Crise viticole : un millier de vignerons bordelais candidats à l'arrachage sanitaire

L'annonce faite ce jeudi 20 juillet par la préfecture de la Gironde montre que le plan d'arrachage définitif de la vigne dans le Bordelais pour des raisons sanitaires a suscité l'intérêt des viticulteurs. Malgré une situation tendue, le Conseil interprofessionnel du vin de Bordeaux croit au rebond des vins rouges, tandis que la filière a résisté au vent du changement incarné par le collectif Viti33.
Des revendications qui semblent voir un début de commencement de réponse.
Des revendications qui semblent voir un début de commencement de réponse. (Crédits : Agence APPA)

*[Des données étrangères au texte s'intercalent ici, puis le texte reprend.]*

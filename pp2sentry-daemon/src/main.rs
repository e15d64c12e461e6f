use anyhow::Result;
use clap::Parser;

use pp2sentry_core::config::Pp2SentryConfig;
use pp2sentry_daemon::cli::DaemonCli;
use pp2sentry_daemon::logging;
use pp2sentry_daemon::orchestrator::Orchestrator;

#[tokio::main]
async fn main() -> Result<()> {
    let cli = DaemonCli::parse();

    // file, then env, then CLI flags
    let mut config = Pp2SentryConfig::from_file(&cli.config)
        .await
        .map_err(|e| anyhow::anyhow!("failed to load config: {}", e))?;
    config.apply_env_overrides();
    cli.apply_overrides(&mut config);
    config
        .validate()
        .map_err(|e| anyhow::anyhow!("config validation failed: {}", e))?;

    if cli.validate {
        println!("configuration is valid: {}", cli.config.display());
        return Ok(());
    }

    logging::init_tracing(&config.general)?;
    tracing::info!(
        version = env!("CARGO_PKG_VERSION"),
        servers = config.servers.len(),
        "pp2sentry-daemon starting"
    );

    let mut orchestrator = Orchestrator::build_from_config(config).await?;
    orchestrator.run().await
}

Lors de la dernière assemblée générale du Conseil interprofessionnel du vin de Bordeaux (CIVB), le 10 juillet, son président, Allan Sichel, est revenu sur un premier semestre 2023 très chargé, dont on pourrait dire qu'il a commencé le 6 décembre 2022 avec la manifestation dans les rues de Bordeaux des vignerons et des élus qui les accompagnaient. Initiée par le collectif Viti33, cette démonstration de force avait pour objectif d'alerter sur la situation économique catastrophique qui est devenu le quotidien de centaines de vignerons bordelais.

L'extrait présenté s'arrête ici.